_WHAT IS BEING ASKED_
A word-for-word copy of the records below is required.

_RECORDS FOR THE TASK_
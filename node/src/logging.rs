//! # Structured Logging
//!
//! Initializes the `tracing` subscriber with a pretty or JSON formatter and
//! `RUST_LOG` filtering. Output goes to stderr so `inspect` can print its
//! report on stdout.

use tracing_subscriber::{fmt, layer::SubscriberExt, util::SubscriberInitExt, EnvFilter};

/// Log output format.
#[derive(Debug, Clone, Copy, PartialEq, Eq)]
pub enum LogFormat {
    /// Human-readable, colored output.
    Pretty,
    /// JSON lines for log aggregation.
    Json,
}

impl LogFormat {
    /// Parse a format string. Accepts "json" or "pretty" (case-insensitive).
    /// Returns `Pretty` for any unrecognized value.
    pub fn from_str_lossy(s: &str) -> Self {
        match s.to_lowercase().as_str() {
            "json" => LogFormat::Json,
            _ => LogFormat::Pretty,
        }
    }
}

/// Install the global tracing subscriber.
///
/// `default_level` applies when `RUST_LOG` is unset, e.g.
///
/// ```text
/// RUST_LOG=childchain_node=debug,childchain_protocol=info,tower_http=debug
/// ```
///
/// Fails if a subscriber is already installed.
pub fn init_logging(
    default_level: &str,
    format: LogFormat,
) -> Result<(), tracing_subscriber::util::TryInitError> {
    let env_filter =
        EnvFilter::try_from_default_env().unwrap_or_else(|_| EnvFilter::new(default_level));

    match format {
        LogFormat::Pretty => tracing_subscriber::registry()
            .with(env_filter)
            .with(
                fmt::layer()
                    .with_writer(std::io::stderr)
                    .with_target(true)
                    .with_file(true)
                    .with_line_number(true),
            )
            .try_init()?,
        LogFormat::Json => tracing_subscriber::registry()
            .with(env_filter)
            .with(fmt::layer().json().with_writer(std::io::stderr).with_target(true))
            .try_init()?,
    }

    tracing::info!(?format, "logging initialized");
    Ok(())
}

#[cfg(test)]
mod tests {
    use super::*;

    #[test]
    fn format_parsing_is_lossy() {
        assert_eq!(LogFormat::from_str_lossy("JSON"), LogFormat::Json);
        assert_eq!(LogFormat::from_str_lossy("pretty"), LogFormat::Pretty);
        assert_eq!(LogFormat::from_str_lossy("yaml"), LogFormat::Pretty);
    }
}
/// Exact decimal-to-integer conversion of `text * 10^scale`.
///
/// Accepts an optional fraction and exponent (`1.5`, `2e18`). Rejects
/// signs, non-digits and anything that would leave a fractional
/// remainder.
fn parse_decimal(text: &str, scale: usize) -> Result<U256, &'static str> {
    if text.is_empty() {
        return Err("empty");
    }
    if text.starts_with('-') {
        return Err("negative values are not allowed");
    }
    let text = text.strip_prefix('+').unwrap_or(text);

    let (mantissa, exponent) = match text.find(|c: char| c == 'e' || c == 'E') {
        Some(i) => (
            &text[..i],
            text[i + 1..].parse::<i64>().map_err(|_| "bad exponent")?,
        ),
        None => (text, 0),
    };
    let (int_part, frac_part) = mantissa.split_once('.').unwrap_or((mantissa, ""));
    if int_part.is_empty() && frac_part.is_empty() {
        return Err("no digits");
    }
    if !int_part.bytes().chain(frac_part.bytes()).all(|b| b.is_ascii_digit()) {
        return Err("not a decimal number");
    }

    let digits = format!("{int_part}{frac_part}");
    let digits = digits.trim_start_matches('0');
    if digits.is_empty() {
        return Ok(U256::zero());
    }

    let shift = exponent
        .checked_add(scale as i64)
        .and_then(|s| s.checked_sub(frac_part.len() as i64))
        .ok_or("exponent out of range")?;

    if shift >= 0 {
        // 10^78 no longer fits; any non-zero digit string overflows.
        if shift > 77 {
            return Err("overflows 256 bits");
        }
        let base = U256::from_dec_str(digits).map_err(|_| "overflows 256 bits")?;
        base.checked_mul(U256::exp10(shift as usize))
            .ok_or("overflows 256 bits")
    } else {
        let drop = shift.unsigned_abs() as usize;
        if drop >= digits.len() {
            return Err("more precision than the unit allows");
        }
        let (keep, dropped) = digits.split_at(digits.len() - drop);
        if dropped.bytes().any(|b| b != b'0') {
            return Err("more precision than the unit allows");
        }
        U256::from_dec_str(keep).map_err(|_| "overflows 256 bits")
    }
}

_SOLVED EXERCISE_
filename node/src/logging.rs
//! # Structured Logging
//!
//! Initializes the `tracing` subscriber with a pretty or JSON formatter and
//! `RUST_LOG` filtering. Output goes to stderr so `inspect` can print its
//! report on stdout.

use tracing_subscriber::{fmt, layer::SubscriberExt, util::SubscriberInitExt, EnvFilter};

/// Log output format.
#[derive(Debug, Clone, Copy, PartialEq, Eq)]
pub enum LogFormat {
    /// Human-readable, colored output.
    Pretty,
    /// JSON lines for log aggregation.
    Json,
}

impl LogFormat {
    /// Parse a format string. Accepts "json" or "pretty" (case-insensitive).
    /// Returns `Pretty` for any unrecognized value.
    pub fn from_str_lossy(s: &str) -> Self {
        match s.to_lowercase().as_str() {
            "json" => LogFormat::Json,
            _ => LogFormat::Pretty,
        }
    }
}

/// Install the global tracing subscriber.
///
/// `default_level` applies when `RUST_LOG` is unset, e.g.
///
/// ```text
/// RUST_LOG=childchain_node=debug,childchain_protocol=info,tower_http=debug
/// ```
///
/// Fails if a subscriber is already installed.
pub fn init_logging(
    default_level: &str,
    format: LogFormat,
) -> Result<(), tracing_subscriber::util::TryInitError> {
    let env_filter =
        EnvFilter::try_from_default_env().unwrap_or_else(|_| EnvFilter::new(default_level));

    match format {
        LogFormat::Pretty => tracing_subscriber::registry()
            .with(env_filter)
            .with(
                fmt::layer()
                    .with_writer(std::io::stderr)
                    .with_target(true)
                    .with_file(true)
                    .with_line_number(true),
            )
            .try_init()?,
        LogFormat::Json => tracing_subscriber::registry()
            .with(env_filter)
            .with(fmt::layer().json().with_writer(std::io::stderr).with_target(true))
            .try_init()?,
    }

    tracing::info!(?format, "logging initialized");
    Ok(())
}

#[cfg(test)]
mod tests {
    use super::*;

    #[test]
    fn format_parsing_is_lossy() {
        assert_eq!(LogFormat::from_str_lossy("JSON"), LogFormat::Json);
        assert_eq!(LogFormat::from_str_lossy("pretty"), LogFormat::Pretty);
        assert_eq!(LogFormat::from_str_lossy("yaml"), LogFormat::Pretty);
    }
}
/// Exact decimal-to-integer conversion of `text * 10^scale`.
///
/// Accepts an optional fraction and exponent (`1.5`, `2e18`). Rejects
/// signs, non-digits and anything that would leave a fractional
/// remainder.
fn parse_decimal(text: &str, scale: usize) -> Result<U256, &'static str> {
    if text.is_empty() {
        return Err("empty");
    }
    if text.starts_with('-') {
        return Err("negative values are not allowed");
    }
    let text = text.strip_prefix('+').unwrap_or(text);

    let (mantissa, exponent) = match text.find(|c: char| c == 'e' || c == 'E') {
        Some(i) => (
            &text[..i],
            text[i + 1..].parse::<i64>().map_err(|_| "bad exponent")?,
        ),
        None => (text, 0),
    };
    let (int_part, frac_part) = mantissa.split_once('.').unwrap_or((mantissa, ""));
    if int_part.is_empty() && frac_part.is_empty() {
        return Err("no digits");
    }
    if !int_part.bytes().chain(frac_part.bytes()).all(|b| b.is_ascii_digit()) {
        return Err("not a decimal number");
    }

    let digits = format!("{int_part}{frac_part}");
    let digits = digits.trim_start_matches('0');
    if digits.is_empty() {
        return Ok(U256::zero());
    }

    let shift = exponent
        .checked_add(scale as i64)
        .and_then(|s| s.checked_sub(frac_part.len() as i64))
        .ok_or("exponent out of range")?;

    if shift >= 0 {
        // 10^78 no longer fits; any non-zero digit string overflows.
        if shift > 77 {
            return Err("overflows 256 bits");
        }
        let base = U256::from_dec_str(digits).map_err(|_| "overflows 256 bits")?;
        base.checked_mul(U256::exp10(shift as usize))
            .ok_or("overflows 256 bits")
    } else {
        let drop = shift.unsigned_abs() as usize;
        if drop >= digits.len() {
            return Err("more precision than the unit allows");
        }
        let (keep, dropped) = digits.split_at(digits.len() - drop);
        if dropped.bytes().any(|b| b != b'0') {
            return Err("more precision than the unit allows");
        }
        U256::from_dec_str(keep).map_err(|_| "overflows 256 bits")
    }
}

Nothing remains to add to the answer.